Occasionally, security plugins or settings can accidentally block legitimate search engine crawlers.

The Code of the Block: What a Restrictive robots.txt Looks Like

The robots.txt file uses simple instructions like User-agent and Disallow.

User-agent: This line tells which specific robot the rule applies to. User-agent: * means the rule applies to all robots. User-agent: Googlebot means the rule only applies to Google’s crawler.
Disallow: This line tells the robot which part of the site it shouldn’t access.

Here are some examples of robots.txt files that block content:

Example 1: Blocking the Entire Site

This is common for sites still in development.

User-agent: *
Disallow: /

This rule applies to all crawlers (User-agent: *) and tells them to stay out of the entire website (Disallow: /).

Example 2: Blocking Specific Directories

This blocks certain folders, like an administration area.

User-agent: Googlebot
Disallow: /wp-admin/
Disallow: /private/

Explanation: Only Googlebot (User-agent: Googlebot) is told not to access the /wp-admin/ folder and a hypothetical /private/ folder.
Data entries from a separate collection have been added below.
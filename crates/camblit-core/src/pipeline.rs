//! One-shot frame pipeline: planes → packed I420 → RGBA → rotate →
//! overlay → locked blit.
//!
//! Nothing touches the surface until the RGBA frame is fully built, and the
//! surface lock is a guard, so it is posted on every path once acquired.

use crate::blit::blit;
use crate::color::{RgbaFrame, yuv420_to_rgba};
use crate::errors::FrameError;
use crate::i420::PackedYuv420;
use crate::plane::PlaneDescriptor;
use crate::settings::FrameSettings;
use crate::surface::{Surface, SurfaceLock};
use crate::transform::{draw_circle, rotate};

/// Build the presentable RGBA frame from the camera planes.
pub fn prepare_frame(
    settings: &FrameSettings,
    width: i32,
    height: i32,
    planes: &[PlaneDescriptor<'_>],
) -> Result<RgbaFrame, FrameError> {
    if width <= 0 || height <= 0 {
        return Err(FrameError::Precondition(format!(
            "invalid image dims: {width} x {height}"
        )));
    }
    let [luma, chroma1, chroma2, ..] = planes else {
        return Err(FrameError::Precondition(format!(
            "unexpected plane count: {}",
            planes.len()
        )));
    };

    let packed = PackedYuv420::from_planes(
        width as usize,
        height as usize,
        luma,
        chroma1,
        chroma2,
        settings.plane_order,
    )?;
    let rgba = yuv420_to_rgba(&packed, settings.color_range)?;
    let mut frame = rotate(&rgba, settings.rotation, settings.mirror);
    if let Some(style) = &settings.overlay {
        draw_circle(&mut frame, style);
    }
    Ok(frame)
}

/// Size the surface to the frame, lock it, blit, and post.
pub fn present<S: Surface>(frame: &RgbaFrame, surface: &mut S) -> Result<(), FrameError> {
    surface.set_geometry(frame.width(), frame.height())?;
    let mut lock = surface.lock()?;
    let mut buffer = lock.buffer();
    blit(frame, &mut buffer)
}

pub fn convert_and_render<S: Surface>(
    settings: &FrameSettings,
    width: i32,
    height: i32,
    planes: &[PlaneDescriptor<'_>],
    surface: &mut S,
) -> Result<(), FrameError> {
    let frame = prepare_frame(settings, width, height, planes)?;
    present(&frame, surface)
}

/// Render one frame, logging the outcome. Failed frames are dropped.
pub fn process_frame<S: Surface>(
    settings: &FrameSettings,
    width: i32,
    height: i32,
    planes: &[PlaneDescriptor<'_>],
    surface: &mut S,
) {
    match convert_and_render(settings, width, height, planes, surface) {
        Ok(()) => tracing::info!(width, height, "processFrame: rendered {width}x{height}"),
        Err(e) => tracing::error!(width, height, kind = e.kind(), "processFrame: {e}"),
    }
}

#[cfg(test)]
mod tests {
    use super::*;
    use crate::color::ColorRange;
    use crate::i420::chroma_dims;
    use crate::plane::PlaneOrder;
    use crate::surface::MemorySurface;
    use crate::transform::{OverlayStyle, Rotation};

    struct Planes {
        y: Vec<u8>,
        u: Vec<u8>,
        v: Vec<u8>,
        y_rs: i32,
        c_rs: i32,
        ps: i32,
    }

    impl Planes {
        /// Solid planes with `pad` extra bytes per row.
        fn solid(w: usize, h: usize, ps: usize, pad: usize, yuv: (u8, u8, u8)) -> Self {
            let (cw, ch) = chroma_dims(w, h);
            let y_rs = w * ps + pad;
            let c_rs = cw * ps + pad;
            Self {
                y: vec![yuv.0; y_rs * h],
                u: vec![yuv.1; c_rs * ch],
                v: vec![yuv.2; c_rs * ch],
                y_rs: y_rs as i32,
                c_rs: c_rs as i32,
                ps: ps as i32,
            }
        }

        fn descriptors(&self) -> [PlaneDescriptor<'_>; 3] {
            [
                PlaneDescriptor::new(&self.y, self.y_rs, self.ps),
                PlaneDescriptor::new(&self.u, self.c_rs, self.ps),
                PlaneDescriptor::new(&self.v, self.c_rs, self.ps),
            ]
        }
    }

    fn no_overlay() -> FrameSettings {
        FrameSettings {
            overlay: None,
            ..FrameSettings::default()
        }
    }

    #[test]
    fn test_solid_color_all_sizes_and_strides() {
        let expected = ColorRange::Limited.to_rgb(81, 90, 240);
        let settings = no_overlay();
        for (w, h) in [(1, 1), (2, 2), (5, 3), (7, 9), (16, 8)] {
            for ps in [1, 2] {
                let planes = Planes::solid(w, h, ps, 3, (81, 90, 240));
                let mut surface = MemorySurface::new(0, 0);
                convert_and_render(&settings, w as i32, h as i32, &planes.descriptors(), &mut surface)
                    .unwrap();
                // Default rotation is 90 degrees: surface is h x w.
                assert_eq!((surface.width(), surface.height()), (h, w));
                for y in 0..w {
                    for x in 0..h {
                        let px = surface.pixel(x, y);
                        assert_eq!(&px[..3], &expected[..], "{w}x{h} ps={ps} at ({x},{y})");
                        assert_eq!(px[3], 255);
                    }
                }
            }
        }
    }

    #[test]
    fn test_solid_color_outside_overlay() {
        let settings = FrameSettings::default();
        let style = OverlayStyle::default();
        let (w, h) = (48, 32);
        let planes = Planes::solid(w, h, 2, 0, (128, 128, 128));
        let mut surface = MemorySurface::new(0, 0);
        convert_and_render(&settings, w as i32, h as i32, &planes.descriptors(), &mut surface)
            .unwrap();
        // Rotated frame is 32 x 48, ring radius 4 around (16, 24).
        assert_eq!(surface.pixel(0, 0), [130, 130, 130, 255]);
        assert_eq!(surface.pixel(16, 24), [130, 130, 130, 255]);
        assert_eq!(surface.pixel(16 + 4, 24), style.color);
    }

    #[test]
    fn test_null_plane_leaves_surface_untouched() {
        let planes = Planes::solid(4, 4, 1, 0, (128, 128, 128));
        let descs = [
            PlaneDescriptor::new(&planes.y, planes.y_rs, 1),
            PlaneDescriptor::null(planes.c_rs, 1),
            PlaneDescriptor::new(&planes.v, planes.c_rs, 1),
        ];
        let mut surface = MemorySurface::fixed(4, 4, 6, 0x5A);
        let err = convert_and_render(&FrameSettings::default(), 4, 4, &descs, &mut surface)
            .unwrap_err();
        assert!(matches!(err, FrameError::Precondition(_)));
        assert!(surface.pixels().iter().all(|&b| b == 0x5A));
        assert_eq!(surface.locks(), 0);
    }

    #[test]
    fn test_bad_dims_and_plane_count() {
        let planes = Planes::solid(2, 2, 1, 0, (0, 0, 0));
        let descs = planes.descriptors();
        let mut surface = MemorySurface::new(0, 0);
        let settings = FrameSettings::default();
        assert!(convert_and_render(&settings, 0, 2, &descs, &mut surface).is_err());
        assert!(convert_and_render(&settings, 2, -1, &descs, &mut surface).is_err());
        let err = convert_and_render(&settings, 2, 2, &descs[..2], &mut surface).unwrap_err();
        assert!(err.to_string().contains("plane count"));
        assert_eq!(surface.locks(), 0);
    }

    #[test]
    fn test_lock_released_when_blit_fails() {
        let planes = Planes::solid(8, 8, 1, 0, (128, 128, 128));
        // Fixed surface too small for the frame: blit fails under the lock.
        let mut surface = MemorySurface::fixed(4, 4, 4, 0x5A);
        let err = convert_and_render(&no_overlay(), 8, 8, &planes.descriptors(), &mut surface)
            .unwrap_err();
        assert!(matches!(err, FrameError::Surface(_)));
        assert_eq!(surface.locks(), 1);
        assert_eq!(surface.posts(), 1);
        assert!(surface.pixels().iter().all(|&b| b == 0x5A));
    }

    #[test]
    fn test_lock_failure_reported() {
        let planes = Planes::solid(2, 2, 1, 0, (128, 128, 128));
        let mut surface = MemorySurface::new(0, 0);
        surface.set_fail_lock(true);
        let err = convert_and_render(&no_overlay(), 2, 2, &planes.descriptors(), &mut surface)
            .unwrap_err();
        assert_eq!(err.kind(), "surface");
        assert_eq!(surface.posts(), 0);
    }

    #[test]
    fn test_padded_surface_keeps_row_padding() {
        let planes = Planes::solid(3, 5, 1, 0, (235, 128, 128));
        let mut surface = MemorySurface::new(2, 0xCD);
        let settings = FrameSettings {
            rotation: Rotation::Deg0,
            overlay: None,
            ..FrameSettings::default()
        };
        convert_and_render(&settings, 3, 5, &planes.descriptors(), &mut surface).unwrap();
        assert_eq!(surface.stride(), 5);
        for y in 0..5 {
            for x in 0..3 {
                assert_eq!(surface.pixel(x, y), [255, 255, 255, 255]);
            }
            for x in 3..5 {
                assert_eq!(surface.pixel(x, y), [0xCD; 4]);
            }
        }
        assert_eq!(surface.posts(), 1);
    }

    #[test]
    fn test_rotation_marker_before_overlay() {
        // Luma marker at (0, 0) on a neutral grey frame.
        let (w, h) = (6, 4);
        let mut planes = Planes::solid(w, h, 1, 0, (128, 128, 128));
        planes.y[0] = 235;
        let frame = prepare_frame(&no_overlay(), w as i32, h as i32, &planes.descriptors()).unwrap();
        assert_eq!((frame.width(), frame.height()), (h, w));
        assert_eq!(frame.pixel(h - 1, 0), [255, 255, 255, 255]);
        assert_eq!(frame.pixel(0, 0), [130, 130, 130, 255]);
    }

    #[test]
    fn test_plane_order_setting_swaps_colors() {
        let planes = Planes::solid(2, 2, 1, 0, (81, 90, 240));
        let swapped = FrameSettings {
            plane_order: PlaneOrder::Yvu,
            overlay: None,
            ..FrameSettings::default()
        };
        let frame = prepare_frame(&swapped, 2, 2, &planes.descriptors()).unwrap();
        let [r, g, b] = ColorRange::Limited.to_rgb(81, 240, 90);
        assert_eq!(frame.pixel(0, 0), [r, g, b, 255]);
    }

    #[test]
    fn test_process_frame_swallows_errors() {
        let mut surface = MemorySurface::new(0, 0);
        process_frame(&FrameSettings::default(), 4, 4, &[], &mut surface);
        assert_eq!(surface.locks(), 0);
    }
}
Example 3: Blocking Specific Files

This can block a single file you don’t want indexed.

User-agent: *
Disallow: /secret-document.pdf

Explanation: All crawlers (User-agent: *) are told not to access the file named /secret-document.pdf.

Identifying the Problem: Google Search Console to the Rescue (with Screenshots!)

Accessing Google Search Console: Brief instructions on how to log in and select your property.

Google Search Console is your best friend when it comes to finding robots.txt issues. It acts like a direct line to how Google sees your website.

First, you need to log in to Google Search Console and select your website property. If you haven’t added your site yet, you’ll need to do that first.

Here’s how to check for robots.txt problems:

1. Check the robots.txt Tester Tool

This tool shows you the exact robots.txt file that Google is currently using for your site, and lets you test if specific pages are blocked.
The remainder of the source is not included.